Débarqué
« Il avait tellement pris l'habitude de voyager à l'instinct que c'en était devenu une seconde nature. Mon père multipliait les virées en terres étrangères sans jamais quitter ses pénates. [...] Il détalait en compagnie des écrivains de plein air et des marins débarqués. Il montait à bord des bateaux qui étaient amarrés dans sa tête. Regardait droit devant. Levait sa casquette à visière ornée d'une ancre de marine dorée en passant de l'autre côté de la ligne d'horizon.
Au fil des ans, le lien qui s'était discrètement tissé entre nous n'a cessé de s'affermir. Il s'est nourri de faits subtils, graves ou anodins, de moments de bonheur et de drames sans nom. Il s'est étoffé en courant sur plus d'un demi-siècle. Il doit beaucoup à nos lectures, à nos solitudes, à nos dialogues et à nos silences.

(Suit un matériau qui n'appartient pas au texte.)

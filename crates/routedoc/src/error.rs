//! Facade error type.

use routedoc_config::ConfigError;
use routedoc_docs::DocsError;
use routedoc_router::RouteError;
use routedoc_telemetry::TelemetryError;
use thiserror::Error;

/// Errors surfaced by [`ApiServer`](crate::ApiServer) and [`Endpoint`](crate::Endpoint).
#[derive(Debug, Error)]
pub enum RoutedocError {
    /// A route could not be registered.
    #[error(transparent)]
    Route(#[from] RouteError),

    /// The document could not be built or serialized.
    #[error(transparent)]
    Docs(#[from] DocsError),

    /// Configuration could not be loaded.
    #[error(transparent)]
    Config(#[from] ConfigError),

    /// Logging could not be initialized.
    #[error(transparent)]
    Telemetry(#[from] TelemetryError),
}

/// Result type for facade operations.
pub type RoutedocResult<T> = Result<T, RoutedocError>;
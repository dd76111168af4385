//! # Routedoc Docs
//!
//! Swagger 2.0 documentation built from route definitions.
//!
//! This crate provides:
//! - **Swagger model**: the document, path items, operations, parameters
//! - **Operation builder**: parameter registration keyed by (location, name)
//! - **Parameter reconciliation**: path parameters derived from URI
//!   placeholders, with shared definitions substituted by placeholder
//! - **Rule introspection**: validation rule strings mapped onto parameters
//! - **Swagger UI**: a page rendering the document
//!
//! ## Quick Start
//!
//! ```rust
//! use routedoc_docs::{DocsOptions, Operation, ParameterOverrides, SchemaType};
//! use routedoc_router::{MethodSet, Route};
//!
//! let route = Route::new(
//!     MethodSet::new().get(),
//!     "/users/{id}",
//!     "UserController@show_user".parse().unwrap(),
//! )
//! .unwrap();
//!
//! let mut op = Operation::new();
//! op.set_route(&route, &ParameterOverrides::new(), &DocsOptions::default())
//!     .add_query_parameter("expand", "Relations to include", false, SchemaType::String)
//!     .add_response(200, "The user");
//!
//! assert_eq!(op.operation_id.as_deref(), Some("showUser"));
//! assert_eq!(op.parameters().len(), 2);
//! ```

mod error;
mod operation;
mod reconcile;
mod rules;
mod swagger;
mod ui;

pub use error::{DocsError, DocsResult};
pub use operation::{
    camel_case, DocsOptions, Operation, ParameterDescription, BODY_PARAMETER, FORM_URLENCODED,
    MULTIPART_FORM_DATA,
};
pub use reconcile::{reconcile, OverrideMode, ParameterOverrides};
pub use rules::{Rule, RuleSet};
pub use swagger::{
    Constraints, Info, Items, Parameter, ParameterLocation, PathItem, Response, Schema,
    SchemaType, Swagger, Tag,
};
pub use ui::{DocExpansion, SwaggerUi, DEFAULT_SWAGGER_UI_VERSION};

À la disparition de son père, les souvenirs de l'auteur affleurent et l'invitent à raconter l'histoire de ce « voyageur empêché ».
Habité par des rêves d'aventures et de longues traversées, ce jeune Breton voit ses aspirations anéanties lorsqu'il tombe malade à l'âge de dix-sept ans. Il devient alors un « débarqué », un homme condamné à rester à quai. Lui restent les récits des matelots rentrés au port, et les livres, en particulier ceux de Caldwell et de Steinbeck, grâce auxquels il transmettra à l'auteur le goût de la lecture et des mots.
Débarqué est le portrait d'un homme et celui d'une époque, d'un monde peuplé de personnages, souvent déclassés, en bout de course. Ce récit est aussi celui de leur histoire, leur quotidien, dans les terres comme en mer.